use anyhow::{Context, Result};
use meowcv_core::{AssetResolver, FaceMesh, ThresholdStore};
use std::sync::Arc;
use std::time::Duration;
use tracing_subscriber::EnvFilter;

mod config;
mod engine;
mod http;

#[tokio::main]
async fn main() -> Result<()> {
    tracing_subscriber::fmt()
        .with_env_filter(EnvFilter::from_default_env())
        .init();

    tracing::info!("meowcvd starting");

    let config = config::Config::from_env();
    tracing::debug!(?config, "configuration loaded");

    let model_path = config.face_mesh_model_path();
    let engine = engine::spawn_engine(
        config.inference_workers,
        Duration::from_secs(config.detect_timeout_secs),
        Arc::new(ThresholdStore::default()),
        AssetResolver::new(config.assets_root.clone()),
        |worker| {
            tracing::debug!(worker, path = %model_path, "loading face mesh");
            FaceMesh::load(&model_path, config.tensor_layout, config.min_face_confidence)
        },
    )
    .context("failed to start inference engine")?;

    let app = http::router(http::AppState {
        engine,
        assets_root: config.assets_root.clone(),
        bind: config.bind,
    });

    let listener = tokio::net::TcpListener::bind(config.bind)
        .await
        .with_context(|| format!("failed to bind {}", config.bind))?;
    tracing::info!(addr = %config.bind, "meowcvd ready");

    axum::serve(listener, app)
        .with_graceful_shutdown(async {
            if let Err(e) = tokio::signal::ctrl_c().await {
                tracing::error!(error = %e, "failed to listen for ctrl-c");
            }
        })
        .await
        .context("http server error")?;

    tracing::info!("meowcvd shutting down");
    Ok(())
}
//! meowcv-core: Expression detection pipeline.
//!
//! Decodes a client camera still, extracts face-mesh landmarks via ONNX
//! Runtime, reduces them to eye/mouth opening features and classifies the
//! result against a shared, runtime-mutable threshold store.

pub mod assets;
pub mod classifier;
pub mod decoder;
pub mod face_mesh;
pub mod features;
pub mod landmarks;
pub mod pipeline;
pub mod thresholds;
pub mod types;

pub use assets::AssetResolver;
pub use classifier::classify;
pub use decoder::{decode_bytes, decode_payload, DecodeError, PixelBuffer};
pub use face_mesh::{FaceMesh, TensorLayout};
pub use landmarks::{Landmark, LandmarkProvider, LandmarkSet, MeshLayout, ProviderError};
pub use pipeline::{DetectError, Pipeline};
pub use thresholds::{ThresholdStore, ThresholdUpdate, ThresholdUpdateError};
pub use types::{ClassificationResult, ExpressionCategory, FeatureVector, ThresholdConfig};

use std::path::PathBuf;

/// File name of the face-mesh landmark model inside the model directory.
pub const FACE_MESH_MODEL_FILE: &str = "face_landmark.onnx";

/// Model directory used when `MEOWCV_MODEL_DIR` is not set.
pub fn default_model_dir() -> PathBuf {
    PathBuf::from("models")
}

==

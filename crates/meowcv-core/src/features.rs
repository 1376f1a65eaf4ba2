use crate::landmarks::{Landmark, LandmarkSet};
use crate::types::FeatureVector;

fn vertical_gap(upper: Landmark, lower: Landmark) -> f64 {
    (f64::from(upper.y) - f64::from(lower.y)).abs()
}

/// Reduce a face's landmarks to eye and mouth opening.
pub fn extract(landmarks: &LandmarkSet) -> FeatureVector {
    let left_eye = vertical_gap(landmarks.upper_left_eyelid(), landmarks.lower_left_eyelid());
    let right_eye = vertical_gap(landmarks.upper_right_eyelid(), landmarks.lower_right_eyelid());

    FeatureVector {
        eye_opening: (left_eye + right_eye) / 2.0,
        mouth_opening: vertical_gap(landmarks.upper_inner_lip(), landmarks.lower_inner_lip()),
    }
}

...

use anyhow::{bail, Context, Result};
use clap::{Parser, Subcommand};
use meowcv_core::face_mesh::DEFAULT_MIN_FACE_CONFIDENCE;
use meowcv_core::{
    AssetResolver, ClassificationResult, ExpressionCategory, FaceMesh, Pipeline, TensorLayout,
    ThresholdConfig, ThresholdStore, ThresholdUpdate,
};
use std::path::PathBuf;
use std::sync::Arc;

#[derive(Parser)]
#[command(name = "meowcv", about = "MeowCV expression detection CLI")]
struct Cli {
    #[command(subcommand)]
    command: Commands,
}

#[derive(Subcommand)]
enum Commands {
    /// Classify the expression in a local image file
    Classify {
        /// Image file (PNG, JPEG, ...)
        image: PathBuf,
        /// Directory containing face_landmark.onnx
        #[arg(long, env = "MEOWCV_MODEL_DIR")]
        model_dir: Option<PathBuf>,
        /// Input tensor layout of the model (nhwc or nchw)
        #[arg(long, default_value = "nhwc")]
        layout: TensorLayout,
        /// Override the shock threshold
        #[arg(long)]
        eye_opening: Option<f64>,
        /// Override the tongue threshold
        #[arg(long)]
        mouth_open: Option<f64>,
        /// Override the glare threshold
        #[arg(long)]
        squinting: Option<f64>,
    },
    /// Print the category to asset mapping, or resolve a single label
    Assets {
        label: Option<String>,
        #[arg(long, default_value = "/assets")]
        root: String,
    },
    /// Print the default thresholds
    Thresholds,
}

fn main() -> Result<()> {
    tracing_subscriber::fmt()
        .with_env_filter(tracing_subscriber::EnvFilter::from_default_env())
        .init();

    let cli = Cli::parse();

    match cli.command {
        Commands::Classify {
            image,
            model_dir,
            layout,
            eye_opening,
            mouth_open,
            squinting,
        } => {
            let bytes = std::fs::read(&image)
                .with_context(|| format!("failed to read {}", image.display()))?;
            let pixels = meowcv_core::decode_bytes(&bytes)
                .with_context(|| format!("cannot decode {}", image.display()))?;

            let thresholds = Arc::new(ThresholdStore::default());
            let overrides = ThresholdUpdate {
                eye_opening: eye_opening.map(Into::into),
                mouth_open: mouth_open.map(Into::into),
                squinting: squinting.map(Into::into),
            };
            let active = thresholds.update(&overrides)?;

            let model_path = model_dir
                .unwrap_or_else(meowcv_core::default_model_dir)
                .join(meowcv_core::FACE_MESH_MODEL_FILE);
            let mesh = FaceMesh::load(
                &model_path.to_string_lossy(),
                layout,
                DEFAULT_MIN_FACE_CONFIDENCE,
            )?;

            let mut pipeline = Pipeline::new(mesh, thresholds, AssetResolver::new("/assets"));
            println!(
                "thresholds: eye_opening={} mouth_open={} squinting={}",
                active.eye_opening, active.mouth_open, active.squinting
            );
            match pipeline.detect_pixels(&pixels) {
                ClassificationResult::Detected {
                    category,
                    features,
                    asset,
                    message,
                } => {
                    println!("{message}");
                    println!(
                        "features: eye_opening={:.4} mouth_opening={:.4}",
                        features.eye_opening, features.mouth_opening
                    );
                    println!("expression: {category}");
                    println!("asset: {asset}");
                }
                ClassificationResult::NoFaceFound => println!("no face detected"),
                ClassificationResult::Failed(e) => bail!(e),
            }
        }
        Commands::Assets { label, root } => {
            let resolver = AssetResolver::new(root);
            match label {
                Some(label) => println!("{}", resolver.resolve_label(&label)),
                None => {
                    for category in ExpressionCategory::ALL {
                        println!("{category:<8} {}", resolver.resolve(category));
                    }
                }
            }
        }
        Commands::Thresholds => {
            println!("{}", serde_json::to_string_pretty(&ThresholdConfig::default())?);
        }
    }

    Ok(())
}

## What you have to do
Check each line of the records for "EnvFilter" and copy the ones that contain it.

## Exercise response
use tracing_subscriber::EnvFilter;
        .with_env_filter(EnvFilter::from_default_env())
        .with_env_filter(tracing_subscriber::EnvFilter::from_default_env())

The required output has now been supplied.